Tobago

Tobago
Horizon at Sandy Point

Thursday, February 10, 2011

when I knew Keith Smith

He must have been in his late twenties, just a few years my senior. He was the editor to my junior reporter in a "newsroom" of three, the other an equally embryonic youth wanting to write (and who went on to television). Keith's "job" before that had been in the Bahamas. This team, however, was assigned one of Trinidad's fledgling publishing enterprises - a homemaking journal, an airline magazine, an annual documentary and a cookbook. 

Even then, Keith's writing was like a wave running back to the sea. Even then, his pensive thinking as he hunched over an old Underwood was marked by his forefinger straying into his nose hole or into his mouth - searching for the phrase? - before he attacked the keys with two fingers. Always two fingers.
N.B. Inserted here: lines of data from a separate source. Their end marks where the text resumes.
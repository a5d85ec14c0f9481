//! Compliment rotation — a bag-without-replacement with reshuffle on
//! exhaustion.
//!
//! The persisted pool holds the compliments not yet shown in the current
//! cycle. A draw removes a uniformly random entry and persists the
//! remainder; an empty (or never-written) pool refills from the fixed
//! source list before drawing. No compliment repeats until the full set
//! has been exhausted once.

use crate::store::{SlotStore, StoreError};
use rand::Rng;
use thiserror::Error;

/// Slot name the pool is persisted under.
pub const POOL_SLOT: &str = "remaining_compliments";

/// The fixed compliment source list.
pub const COMPLIMENTS: [&str; 6] = [
    "That smile lights up my world!",
    "You make every day brighter ❤️",
    "Remember our first sunset together?",
    "I love the way you laugh!",
    "Your smile could melt glaciers 🌋",
    "One grin from you and the day is saved!",
];

#[derive(Error, Debug)]
pub enum RotationError {
    #[error(transparent)]
    Store(#[from] StoreError),
    #[error("pool serialization: {0}")]
    Serialize(#[from] serde_json::Error),
}

/// Draws compliments without repetition within a cycle, persisting the
/// remaining pool through a [`SlotStore`].
pub struct ComplimentBag<S: SlotStore> {
    store: S,
}

impl<S: SlotStore> ComplimentBag<S> {
    pub fn new(store: S) -> Self {
        Self { store }
    }

    /// Draw the next compliment.
    ///
    /// Refills the pool from [`COMPLIMENTS`] when it would otherwise be read
    /// empty, then removes and returns a uniformly random entry. The
    /// remainder is persisted on every call.
    pub fn next(&mut self) -> Result<String, RotationError> {
        let mut remaining = self.load()?;
        if remaining.is_empty() {
            tracing::debug!(count = COMPLIMENTS.len(), "pool exhausted, refilling");
            remaining = COMPLIMENTS.iter().map(|c| c.to_string()).collect();
        }

        let idx = rand::thread_rng().gen_range(0..remaining.len());
        let choice = remaining.swap_remove(idx);

        self.store
            .write(POOL_SLOT, &serde_json::to_string(&remaining)?)?;
        Ok(choice)
    }

    /// Drop the persisted pool entirely; the next draw starts a fresh cycle.
    pub fn clear(&mut self) -> Result<(), RotationError> {
        self.store.delete(POOL_SLOT)?;
        Ok(())
    }

    /// Compliments still unseen in the current cycle. Empty when the slot is
    /// absent or holds malformed data (a bad slot heals on the next draw).
    pub fn remaining(&self) -> Result<Vec<String>, RotationError> {
        self.load()
    }

    fn load(&self) -> Result<Vec<String>, RotationError> {
        match self.store.read(POOL_SLOT)? {
            None => Ok(Vec::new()),
            Some(text) => match serde_json::from_str(&text) {
                Ok(pool) => Ok(pool),
                Err(err) => {
                    tracing::warn!(error = %err, "pool slot malformed, starting a fresh cycle");
                    Ok(Vec::new())
                }
            },
        }
    }
}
We must have worked - at least three Carnival magazines have his name on the masthead. But the conversations with Keith were the best.  His favourite author (at the time) was Scott Fitzgerald. That was his model for ease of language, the ironic story. A diamond as big as the Ritz. The Great Gatsby.

I could never fathom what it was about these American lives that fascinated Keith, but I read Fitzgerald because of him, trying to model not Fitzgerald's but Keith's facility with language.  We fed each other's love of calypso lyrics and delved into researching mas past and contemporary. In 1976, we had the opportunity to witness and record the newest talent in Carnival, Minshall. But by that time, Keith was already heading away - in the direction of his own people's magazine, and through that to the all-absorbing world of the newspaper.

What I carry of Keith is his loving heart. He never wanted to be in charge. Lucky for us that he let himself be this person through whom the rhythm and vibes of our time flowed to the page like water.

2 comments:

  1. He always found his way to the heart of the matter.. I always looked forward to his articles in the newspaper.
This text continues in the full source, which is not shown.